Friday, January 04, 2008

Top Six Novels of 2007

6) The Saturdays, Elizabeth Enright - This is a reissued, nearly lost gem of a juvenile novel, first published in 1941. The four Melendy kids decide to pool their allowances so once a week one of them can have a forty cent adventure instead of each of them trying to have a ten cent adventure. As history, the book is fascinating. A six year old walking alone around New York City to get to the circus! There's something beautiful about Enright's vision of childhold here that probably makes The Saturdays more appealling to grownups than actual kids. (My seven year old read this but only once and didn't seem to like it as much as me and Mrs. BoneDaddy.) She romanticizes siblings and long afternoons with little to do, out of the way playrooms and "what I want to be" dreams. Adults probably like that stuff more than kids.

5) Gone, Baby, Gone, Dennis Lehane (1998) - I've had this book forever. Fear of spoilers surrounding the movie convinced me to finally pick it up. Lehane doesn't do anything great, but he does a lot of things well. His dialogue is good, but I didn't put this away with my Elmore Leonard or anything. The sense of place is strong, if one note - this is not a Boston novel, it's a south Boston novel. And the plot ... well, if you've seen the movie you know the plot. The resolution is sad, mostly earned and admirably unflinching. I did tear through this in a day, so it also works as a good, but not really great thriller.

4) The Abstinence Teacher, Tom Perrotta (2007) - For me it was a better year in non-fiction (with two giant exceptions coming), since I have to start talking about Perrotta's latest by saying it's not as good as either Election or Little Children.

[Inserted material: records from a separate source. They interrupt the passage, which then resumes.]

//! Transition lookup by (state, trigger).

use super::graph::StateGraph;
use super::state::StateId;
use serde::Serialize;
use std::collections::{BTreeSet, HashMap};

/// A declared transition.
///
/// Guards are ANDed and evaluated left to right. An empty guard list makes
/// the transition unconditional.
#[derive(Clone, Debug, PartialEq, Eq, Serialize)]
pub struct Transition {
    pub source: StateId,
    pub dest: StateId,
    pub trigger: String,
    pub guards: Vec<String>,
    /// Position in the definition document.
    pub order: usize,
    #[serde(skip)]
    pub(crate) source_idx: usize,
    #[serde(skip)]
    pub(crate) dest_idx: usize,
}

impl Transition {
    pub fn is_unconditional(&self) -> bool {
        self.guards.is_empty()
    }

    pub fn is_self_transition(&self) -> bool {
        self.source_idx == self.dest_idx
    }
}

/// Index of transitions keyed by source state and trigger.
#[derive(Clone, Debug, Default)]
pub struct TransitionTable {
    transitions: Vec<Transition>,
    by_source: HashMap<usize, HashMap<String, Vec<usize>>>,
}

impl TransitionTable {
    /// Index transitions that have already been resolved against a graph.
    pub(crate) fn new(transitions: Vec<Transition>) -> Self {
        let mut by_source: HashMap<usize, HashMap<String, Vec<usize>>> = HashMap::new();
        for (i, t) in transitions.iter().enumerate() {
            by_source
                .entry(t.source_idx)
                .or_default()
                .entry(t.trigger.clone())
                .or_default()
                .push(i);
        }
        Self {
            transitions,
            by_source,
        }
    }

    pub fn len(&self) -> usize {
        self.transitions.len()
    }

    pub fn is_empty(&self) -> bool {
        self.transitions.is_empty()
    }

    /// All transitions in declaration order.
    pub fn transitions(&self) -> &[Transition] {
        &self.transitions
    }

    /// Every trigger named by at least one transition.
    pub fn triggers(&self) -> BTreeSet<&str> {
        self.transitions.iter().map(|t| t.trigger.as_str()).collect()
    }

    /// Every guard named by at least one transition.
    pub fn guard_names(&self) -> BTreeSet<&str> {
        self.transitions
            .iter()
            .flat_map(|t| t.guards.iter().map(String::as_str))
            .collect()
    }

    /// Candidate transitions for `trigger` while `state` is active.
    ///
    /// Transitions declared on `state` come first, then those of its
    /// parent, and so on up to the root. Within one state, declaration
    /// order is kept. Unknown states have no candidates.
    pub fn lookup<'a>(&'a self, graph: &StateGraph, state: &str, trigger: &str) -> Vec<&'a Transition> {
        match graph.idx(state) {
            Some(idx) => self
                .candidates(graph, idx, trigger)
                .into_iter()
                .map(|i| &self.transitions[i])
                .collect(),
            None => Vec::new(),
        }
    }

    /// Indices of the candidates for `trigger`, most specific source first.
    pub(crate) fn candidates(&self, graph: &StateGraph, leaf: usize, trigger: &str) -> Vec<usize> {
        std::iter::once(leaf)
            .chain(graph.ancestors_of(leaf))
            .filter_map(|s| self.by_source.get(&s).and_then(|m| m.get(trigger)))
            .flatten()
            .copied()
            .collect()
    }

    pub(crate) fn get(&self, idx: usize) -> &Transition {
        &self.transitions[idx]
    }
}
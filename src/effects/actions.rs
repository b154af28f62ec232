//! Entry, exit and transition callbacks.

use crate::core::{StateId, Transition};
use std::collections::HashMap;
use std::fmt;
use thiserror::Error;

/// Failure reported by a domain action.
#[derive(Debug, Error)]
#[error("{message}")]
pub struct ActionError {
    message: String,
    #[source]
    source: Option<Box<dyn std::error::Error + Send + Sync + 'static>>,
}

impl ActionError {
    pub fn new(message: impl Into<String>) -> Self {
        Self {
            message: message.into(),
            source: None,
        }
    }

    pub fn from_error<E>(error: E) -> Self
    where
        E: std::error::Error + Send + Sync + 'static,
    {
        Self {
            message: error.to_string(),
            source: Some(Box::new(error)),
        }
    }

    pub fn message(&self) -> &str {
        &self.message
    }
}

/// Where in a transition an action ran.
#[derive(Clone, Copy, Debug, PartialEq, Eq)]
pub enum ActionPhase {
    Exit,
    Transition,
    Entry,
}

impl fmt::Display for ActionPhase {
    fn fmt(&self, f: &mut fmt::Formatter<'_>) -> fmt::Result {
        f.write_str(match self {
            Self::Exit => "exit",
            Self::Transition => "transition",
            Self::Entry => "entry",
        })
    }
}

/// Side effects run while a transition is committed.
///
/// For one transition the machine calls `on_exit` for each exited state
/// (innermost first), then `on_transition`, then `on_entry` for each
/// entered state (outermost first). Any error aborts the whole `fire` call
/// and the active configuration is left as it was.
///
/// Actions run while the machine is locked and must not call
/// [`Machine::fire`](crate::effects::Machine::fire).
pub trait ActionDispatcher<C>: Send + Sync {
    fn on_exit(&self, _state: &StateId, _ctx: &C) -> Result<(), ActionError> {
        Ok(())
    }

    fn on_entry(&self, _state: &StateId, _ctx: &C) -> Result<(), ActionError> {
        Ok(())
    }

    fn on_transition(&self, _transition: &Transition, _ctx: &C) -> Result<(), ActionError> {
        Ok(())
    }

    /// State names this dispatcher has callbacks for, checked against the
    /// statechart when a machine is built.
    fn referenced_states(&self) -> Vec<&str> {
        Vec::new()
    }
}

/// Dispatcher with no actions.
#[derive(Clone, Copy, Debug, Default)]
pub struct NoActions;

impl<C> ActionDispatcher<C> for NoActions {}

type Callback<C> = Box<dyn Fn(&C) -> Result<(), ActionError> + Send + Sync>;

/// Dispatcher backed by per-state callbacks.
///
/// # Example
///
/// ```rust
/// use skyward::effects::{ActionDispatcher, ActionRegistry};
/// use skyward::core::StateId;
/// use std::sync::atomic::{AtomicUsize, Ordering};
///
/// struct Camera {
///     frames: AtomicUsize,
/// }
///
/// let actions = ActionRegistry::new().with_entry("observing", |c: &Camera| {
///     c.frames.fetch_add(1, Ordering::SeqCst);
///     Ok(())
/// });
///
/// let camera = Camera { frames: AtomicUsize::new(0) };
/// actions.on_entry(&StateId::new("observing"), &camera).unwrap();
/// assert_eq!(camera.frames.load(Ordering::SeqCst), 1);
/// ```
pub struct ActionRegistry<C> {
    entries: HashMap<String, Vec<Callback<C>>>,
    exits: HashMap<String, Vec<Callback<C>>>,
    transitions: HashMap<String, Vec<Callback<C>>>,
}

impl<C> ActionRegistry<C> {
    pub fn new() -> Self {
        Self {
            entries: HashMap::new(),
            exits: HashMap::new(),
            transitions: HashMap::new(),
        }
    }

    /// Run `action` every time `state` is entered.
    pub fn with_entry<F>(mut self, state: impl Into<String>, action: F) -> Self
    where
        F: Fn(&C) -> Result<(), ActionError> + Send + Sync + 'static,
    {
        self.entries.entry(state.into()).or_default().push(Box::new(action));
        self
    }

    /// Run `action` every time `state` is exited.
    pub fn with_exit<F>(mut self, state: impl Into<String>, action: F) -> Self
    where
        F: Fn(&C) -> Result<(), ActionError> + Send + Sync + 'static,
    {
        self.exits.entry(state.into()).or_default().push(Box::new(action));
        self
    }

    /// Run `action` whenever a transition for `trigger` commits.
    pub fn with_trigger<F>(mut self, trigger: impl Into<String>, action: F) -> Self
    where
        F: Fn(&C) -> Result<(), ActionError> + Send + Sync + 'static,
    {
        self.transitions
            .entry(trigger.into())
            .or_default()
            .push(Box::new(action));
        self
    }
}

impl<C> Default for ActionRegistry<C> {
    fn default() -> Self {
        Self::new()
    }
}

fn run_all<C>(callbacks: Option<&Vec<Callback<C>>>, ctx: &C) -> Result<(), ActionError> {
    callbacks
        .into_iter()
        .flatten()
        .try_for_each(|callback| callback(ctx))
}

impl<C> ActionDispatcher<C> for ActionRegistry<C> {
    fn on_exit(&self, state: &StateId, ctx: &C) -> Result<(), ActionError> {
        run_all(self.exits.get(state.as_str()), ctx)
    }

    fn on_entry(&self, state: &StateId, ctx: &C) -> Result<(), ActionError> {
        run_all(self.entries.get(state.as_str()), ctx)
    }

    fn on_transition(&self, transition: &Transition, ctx: &C) -> Result<(), ActionError> {
        run_all(self.transitions.get(transition.trigger.as_str()), ctx)
    }

    fn referenced_states(&self) -> Vec<&str> {
        let mut states: Vec<&str> = self
            .entries
            .keys()
            .chain(self.exits.keys())
            .map(String::as_str)
            .collect();
        states.sort_unstable();
        states.dedup();
        states
    }
}

#[cfg(test)]
mod tests {
    use super::*;
    use std::sync::Mutex;

    #[derive(Default)]
    struct Log(Mutex<Vec<String>>);

    impl Log {
        fn push(&self, line: &str) {
            self.0.lock().unwrap().push(line.to_string());
        }
    }

    #[test]
    fn registry_runs_callbacks_in_registration_order() {
        let actions = ActionRegistry::new()
            .with_entry("tracking", |log: &Log| {
                log.push("first");
                Ok(())
            })
            .with_entry("tracking", |log: &Log| {
                log.push("second");
                Ok(())
            });

        let log = Log::default();
        actions.on_entry(&StateId::new("tracking"), &log).unwrap();
        actions.on_entry(&StateId::new("slewing"), &log).unwrap();
        assert_eq!(*log.0.lock().unwrap(), vec!["first", "second"]);
    }

    #[test]
    fn registry_stops_at_first_failure() {
        let actions = ActionRegistry::new()
            .with_exit("observing", |_: &Log| Err(ActionError::new("shutter stuck")))
            .with_exit("observing", |log: &Log| {
                log.push("unreachable");
                Ok(())
            });

        let log = Log::default();
        let err = actions.on_exit(&StateId::new("observing"), &log).unwrap_err();
        assert_eq!(err.message(), "shutter stuck");
        assert!(log.0.lock().unwrap().is_empty());
    }

    #[test]
    fn referenced_states_are_deduplicated() {
        let actions = ActionRegistry::new()
            .with_entry("parked", |_: &()| Ok(()))
            .with_exit("parked", |_: &()| Ok(()))
            .with_exit("analyzing", |_: &()| Ok(()));

        assert_eq!(actions.referenced_states(), vec!["analyzing", "parked"]);
    }

    #[test]
    fn action_error_keeps_its_source() {
        let io = std::io::Error::new(std::io::ErrorKind::TimedOut, "dome did not respond");
        let err = ActionError::from_error(io);
        assert_eq!(err.to_string(), "dome did not respond");
        assert!(std::error::Error::source(&err).is_some());
    }
}
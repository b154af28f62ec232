//! Machine that processes triggers against a statechart.

use super::actions::{ActionDispatcher, ActionError, ActionPhase};
use super::configuration::{ActiveConfiguration, ConfigurationSnapshot};
use super::outcome::{CommittedTransition, FireError, TransitionOutcome};
use crate::config::MachineOptions;
use crate::core::{
    all_hold, GuardError, GuardEvaluator, StateGraph, StateId, Transition, TransitionHistory,
    TransitionRecord,
};
use crate::definition::Statechart;
use chrono::Utc;
use parking_lot::{Mutex, MutexGuard, RwLock};
use std::cmp::Reverse;
use std::collections::{BTreeSet, HashMap};
use std::sync::Arc;
use std::thread::{self, ThreadId};

/// Configuration and history visible to readers.
struct Published {
    config: Arc<ActiveConfiguration>,
    history: TransitionHistory,
}

/// Holds the fire lock for one call and marks the owning thread.
pub(crate) struct Turn<'a> {
    _lock: MutexGuard<'a, ()>,
    owner: &'a Mutex<Option<ThreadId>>,
}

impl Drop for Turn<'_> {
    fn drop(&mut self) {
        *self.owner.lock() = None;
    }
}

/// A running statechart.
///
/// `fire` calls are serialized: each one runs to completion, including
/// every guard and action it triggers, before the next one starts. Reads
/// such as [`in_state`](Self::in_state) never wait for a running `fire`;
/// they observe the last published configuration.
pub struct Machine<C> {
    chart: Arc<Statechart>,
    guards: Box<dyn GuardEvaluator<C>>,
    actions: Box<dyn ActionDispatcher<C>>,
    options: MachineOptions,
    fire_lock: Mutex<()>,
    owner: Mutex<Option<ThreadId>>,
    published: RwLock<Published>,
}

impl<C> Machine<C> {
    pub(crate) fn from_parts(
        chart: Arc<Statechart>,
        guards: Box<dyn GuardEvaluator<C>>,
        actions: Box<dyn ActionDispatcher<C>>,
        options: MachineOptions,
    ) -> Self {
        let config = ActiveConfiguration::initial(chart.graph());
        let history = TransitionHistory::with_capacity(options.history_capacity);
        tracing::debug!(
            initial = %chart.graph().initial(),
            leaves = config.leaves().len(),
            "Machine created"
        );
        Self {
            chart,
            guards,
            actions,
            options,
            fire_lock: Mutex::new(()),
            owner: Mutex::new(None),
            published: RwLock::new(Published {
                config: Arc::new(config),
                history,
            }),
        }
    }

    pub fn statechart(&self) -> &Statechart {
        &self.chart
    }

    pub fn options(&self) -> &MachineOptions {
        &self.options
    }

    /// Present `trigger` to every active region.
    ///
    /// Every guard is evaluated before any action runs. For each active
    /// leaf, in document order, the candidates declared on the leaf and its
    /// ancestors are tried, most specific first and then in declaration
    /// order; the first whose guards all hold is the leaf's winner.
    ///
    /// Winners whose exit sets overlap conflict. The one declared on the
    /// deeper source wins and the others are shadowed, so a transition on
    /// an orthogonal composite never undoes a commit made inside one of its
    /// regions. Ties go to the earlier leaf, which is how a transition
    /// declared on a shared ancestor commits once.
    ///
    /// On error nothing is published: the configuration stays as it was
    /// before the call.
    pub fn fire(&self, trigger: &str, ctx: &C) -> Result<TransitionOutcome, FireError> {
        let _turn = self.turn(trigger)?;
        let graph = self.chart.graph();
        let table = self.chart.table();
        let before = self.current();
        let active = before.active(graph);
        let mut verdicts = HashMap::new();
        let mut winners = Vec::new();
        let mut rejected = Vec::new();
        let mut matched = false;

        for &leaf in before.leaves() {
            let candidates = table.candidates(graph, leaf, trigger);
            if candidates.is_empty() {
                continue;
            }
            matched = true;
            match self.select(&candidates, trigger, ctx, &mut verdicts)? {
                Some(winner) => winners.push((leaf, table.get(winner))),
                None => rejected.push(leaf),
            }
        }

        let plan = resolve(graph, &active, winners);
        let exiting: BTreeSet<usize> = plan
            .iter()
            .flat_map(|step| step.exited.iter().copied())
            .collect();
        let rejected: Vec<StateId> = rejected
            .into_iter()
            .filter(|leaf| !exiting.contains(leaf))
            .map(|leaf| graph.id_of(leaf).clone())
            .collect();

        let mut working = (*before).clone();
        let mut committed = Vec::with_capacity(plan.len());
        for step in &plan {
            let done = self.apply(step, &mut working, ctx).inspect_err(|err| {
                tracing::warn!(
                    trigger,
                    version = before.version(),
                    error = %err,
                    "Transition aborted; configuration rolled back"
                );
            })?;
            committed.push(done);
        }

        if committed.is_empty() {
            return Ok(if matched {
                tracing::debug!(trigger, ?rejected, "Guards not satisfied");
                TransitionOutcome::GuardsNotSatisfied { rejected }
            } else {
                tracing::debug!(trigger, "No matching transition");
                TransitionOutcome::NoMatchingTransition
            });
        }

        working.bump();
        let version = working.version();
        self.publish(working, &committed);
        tracing::info!(
            trigger,
            version,
            transitions = committed.len(),
            "Committed transitions"
        );
        Ok(TransitionOutcome::Committed {
            transitions: committed,
            rejected,
            version,
        })
    }

    /// Every active state: the active leaves and all their ancestors.
    pub fn current_active_states(&self) -> BTreeSet<StateId> {
        let graph = self.chart.graph();
        self.current()
            .active(graph)
            .into_iter()
            .map(|i| graph.id_of(i).clone())
            .collect()
    }

    /// Active leaves in document order.
    pub fn active_leaves(&self) -> Vec<StateId> {
        self.snapshot().leaves
    }

    /// True if `state` is an active leaf or an ancestor of one.
    pub fn in_state(&self, state: &str) -> bool {
        let graph = self.chart.graph();
        match graph.idx(state) {
            Some(idx) => self
                .current()
                .leaves()
                .iter()
                .any(|&leaf| graph.within(leaf, idx)),
            None => false,
        }
    }

    pub fn snapshot(&self) -> ConfigurationSnapshot {
        self.current().snapshot(self.chart.graph())
    }

    pub fn version(&self) -> u64 {
        self.current().version()
    }

    pub fn history(&self) -> TransitionHistory {
        self.published.read().history.clone()
    }

    pub(crate) fn current(&self) -> Arc<ActiveConfiguration> {
        Arc::clone(&self.published.read().config)
    }

    /// Serialize with `fire`, failing fast when called from a callback.
    pub(crate) fn turn(&self, trigger: &str) -> Result<Turn<'_>, FireError> {
        let me = thread::current().id();
        if *self.owner.lock() == Some(me) {
            tracing::error!(trigger, "Reentrant fire from inside a guard or action");
            return Err(FireError::ReentrantFire {
                trigger: trigger.to_string(),
            });
        }
        let lock = self.fire_lock.lock();
        *self.owner.lock() = Some(me);
        Ok(Turn {
            _lock: lock,
            owner: &self.owner,
        })
    }

    /// Replace the published configuration and history wholesale.
    pub(crate) fn install(&self, config: ActiveConfiguration, history: TransitionHistory) {
        let mut published = self.published.write();
        published.config = Arc::new(config);
        published.history = history;
    }

    fn publish(&self, config: ActiveConfiguration, committed: &[CommittedTransition]) {
        let version = config.version();
        let timestamp = Utc::now();
        let mut published = self.published.write();
        for t in committed {
            published.history.record(TransitionRecord {
                trigger: t.trigger.clone(),
                source: t.source.clone(),
                dest: t.dest.clone(),
                version,
                timestamp,
            });
        }
        published.config = Arc::new(config);
    }

    /// First candidate whose guards all hold. Verdicts are cached per call.
    fn select(
        &self,
        candidates: &[usize],
        trigger: &str,
        ctx: &C,
        verdicts: &mut HashMap<usize, bool>,
    ) -> Result<Option<usize>, FireError> {
        for &candidate in candidates {
            let holds = match verdicts.get(&candidate) {
                Some(&holds) => holds,
                None => {
                    let transition = self.chart.table().get(candidate);
                    let holds = all_hold(self.guards.as_ref(), &transition.guards, ctx)
                        .map_err(|err| match err {
                            GuardError::Unknown(guard) => FireError::UnknownGuard {
                                guard,
                                trigger: trigger.to_string(),
                            },
                        })?;
                    tracing::debug!(
                        trigger,
                        source = %transition.source,
                        dest = %transition.dest,
                        holds,
                        "Evaluated guards"
                    );
                    verdicts.insert(candidate, holds);
                    holds
                }
            };
            if holds {
                return Ok(Some(candidate));
            }
        }
        Ok(None)
    }

    /// Run exits, the transition action and entries, then update `working`.
    fn apply(
        &self,
        step: &Step<'_>,
        working: &mut ActiveConfiguration,
        ctx: &C,
    ) -> Result<CommittedTransition, FireError> {
        let graph = self.chart.graph();
        let transition = step.transition;
        let exited = &step.exited;
        let mut entered = Vec::new();
        graph.enter_toward(step.entry_root, transition.dest_idx, &mut entered);

        let failed = |phase: ActionPhase, state: &StateId, source: ActionError| {
            FireError::ActionFailed {
                trigger: transition.trigger.clone(),
                phase,
                state: state.clone(),
                source,
            }
        };

        for &state in exited {
            let id = graph.id_of(state);
            self.actions
                .on_exit(id, ctx)
                .map_err(|e| failed(ActionPhase::Exit, id, e))?;
        }
        self.actions
            .on_transition(transition, ctx)
            .map_err(|e| failed(ActionPhase::Transition, &transition.source, e))?;
        for &state in &entered {
            let id = graph.id_of(state);
            self.actions
                .on_entry(id, ctx)
                .map_err(|e| failed(ActionPhase::Entry, id, e))?;
        }

        working.replace_within(graph, step.exit_root, &entered);

        let names = |states: &[usize]| -> Vec<StateId> {
            states.iter().map(|&i| graph.id_of(i).clone()).collect()
        };
        Ok(CommittedTransition {
            trigger: transition.trigger.clone(),
            source: transition.source.clone(),
            dest: transition.dest.clone(),
            exited: names(exited.as_slice()),
            entered: names(&entered),
        })
    }
}

/// A transition chosen for one `fire` call, with its boundaries.
struct Step<'a> {
    leaf: usize,
    transition: &'a Transition,
    exit_root: usize,
    entry_root: usize,
    /// Exited states, innermost first
    exited: Vec<usize>,
}

/// Drop winners that conflict with a more specific one; order the rest by leaf.
fn resolve<'a>(
    graph: &StateGraph,
    active: &BTreeSet<usize>,
    mut winners: Vec<(usize, &'a Transition)>,
) -> Vec<Step<'a>> {
    winners.sort_by_key(|&(leaf, t)| (Reverse(graph.node(t.source_idx).depth()), leaf));

    let mut exiting = BTreeSet::new();
    let mut plan = Vec::with_capacity(winners.len());
    for (leaf, transition) in winners {
        let (exit_root, entry_root) = boundaries(graph, transition);
        let mut exited = Vec::new();
        graph.exit_order(exit_root, active, &mut exited);
        if exited.iter().any(|state| exiting.contains(state)) {
            tracing::debug!(
                trigger = %transition.trigger,
                source = %transition.source,
                leaf = %graph.id_of(leaf),
                "Shadowed by a more specific transition"
            );
            continue;
        }
        exiting.extend(exited.iter().copied());
        plan.push(Step {
            leaf,
            transition,
            exit_root,
            entry_root,
            exited,
        });
    }
    plan.sort_by_key(|step| step.leaf);
    plan
}

/// Outermost exited and entered states of a transition.
///
/// Both sit directly inside the same region of the transition's scope.
/// The scope starts at the lowest common proper ancestor and widens while
/// source and destination lie in different orthogonal regions of it.
fn boundaries(graph: &StateGraph, transition: &Transition) -> (usize, usize) {
    let mut scope = graph.lca_of(transition.source_idx, transition.dest_idx);
    loop {
        let exit_root = graph.child_toward(scope, transition.source_idx);
        let entry_root = graph.child_toward(scope, transition.dest_idx);
        let same_region = graph.node(exit_root).region == graph.node(entry_root).region;
        match scope {
            Some(s) if !same_region => scope = graph.node(s).parent,
            _ => return (exit_root, entry_root),
        }
    }
}
//! Machine options.
//!
//! Options are plain serde data so hosts can embed them in their own
//! configuration files or load them standalone.

use crate::definition::Format;
use serde::{Deserialize, Serialize};
use std::path::{Path, PathBuf};
use thiserror::Error;

/// Records kept by a machine's transition history unless configured otherwise.
pub const DEFAULT_HISTORY_CAPACITY: usize = 64;

#[derive(Debug, Error)]
pub enum OptionsError {
    #[error("Options could not be read from {}: {source}", .path.display())]
    Io {
        path: PathBuf,
        #[source]
        source: std::io::Error,
    },

    #[error("Unsupported options format for {}", .0.display())]
    UnsupportedFormat(PathBuf),

    #[error("Options could not be parsed: {0}")]
    Parse(String),
}

/// Tunables of a [`Machine`](crate::effects::Machine).
///
/// # Example
///
/// ```rust
/// use skyward::config::MachineOptions;
/// use skyward::definition::Format;
///
/// let options = MachineOptions::from_str_as("history_capacity: 8", Format::Yaml).unwrap();
/// assert_eq!(options.history_capacity, 8);
/// assert!(options.validate_guards);
/// ```
#[derive(Clone, Debug, PartialEq, Eq, Serialize, Deserialize)]
#[serde(default, deny_unknown_fields)]
pub struct MachineOptions {
    /// Committed transitions retained in memory; 0 disables history
    pub history_capacity: usize,
    /// Reject guard names the evaluator does not provide when building
    pub validate_guards: bool,
}

impl Default for MachineOptions {
    fn default() -> Self {
        Self {
            history_capacity: DEFAULT_HISTORY_CAPACITY,
            validate_guards: true,
        }
    }
}

impl MachineOptions {
    pub fn from_str_as(text: &str, format: Format) -> Result<Self, OptionsError> {
        format.parse(text).map_err(OptionsError::Parse)
    }

    pub fn from_path(path: impl AsRef<Path>) -> Result<Self, OptionsError> {
        let path = path.as_ref();
        let format = Format::from_path(path)
            .ok_or_else(|| OptionsError::UnsupportedFormat(path.to_path_buf()))?;
        let text = std::fs::read_to_string(path).map_err(|source| OptionsError::Io {
            path: path.to_path_buf(),
            source,
        })?;
        Self::from_str_as(&text, format)
    }

    pub fn history_capacity(mut self, capacity: usize) -> Self {
        self.history_capacity = capacity;
        self
    }

    pub fn validate_guards(mut self, validate: bool) -> Self {
        self.validate_guards = validate;
        self
    }
}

Ruth Ramsey accidentally tells the truth while teaching high school sex ed (oral sex - "some people enjoy it") and the Tabernacle of the Gospel Truth begins a crusade against the school, sex ed and Ruth. They insert in the classroom a Tracy Flick-ish co-teacher, who is the only part of The Abstinence Teacher to be truly satirical. Perrotta writes with a lot of sympathy for Tim - former addict, Tabernacle member, soccer coach for Ruth's daughter and other half of the novel's focus. I suspect this novel signals Perrotta stepping away from satire towards a contemporary Updike area. He is a master of suburban unhappiness - which is rarer than it sounds - but also great at comedy. A slightly unsatisfying finish keeps this from finishing higher on my list.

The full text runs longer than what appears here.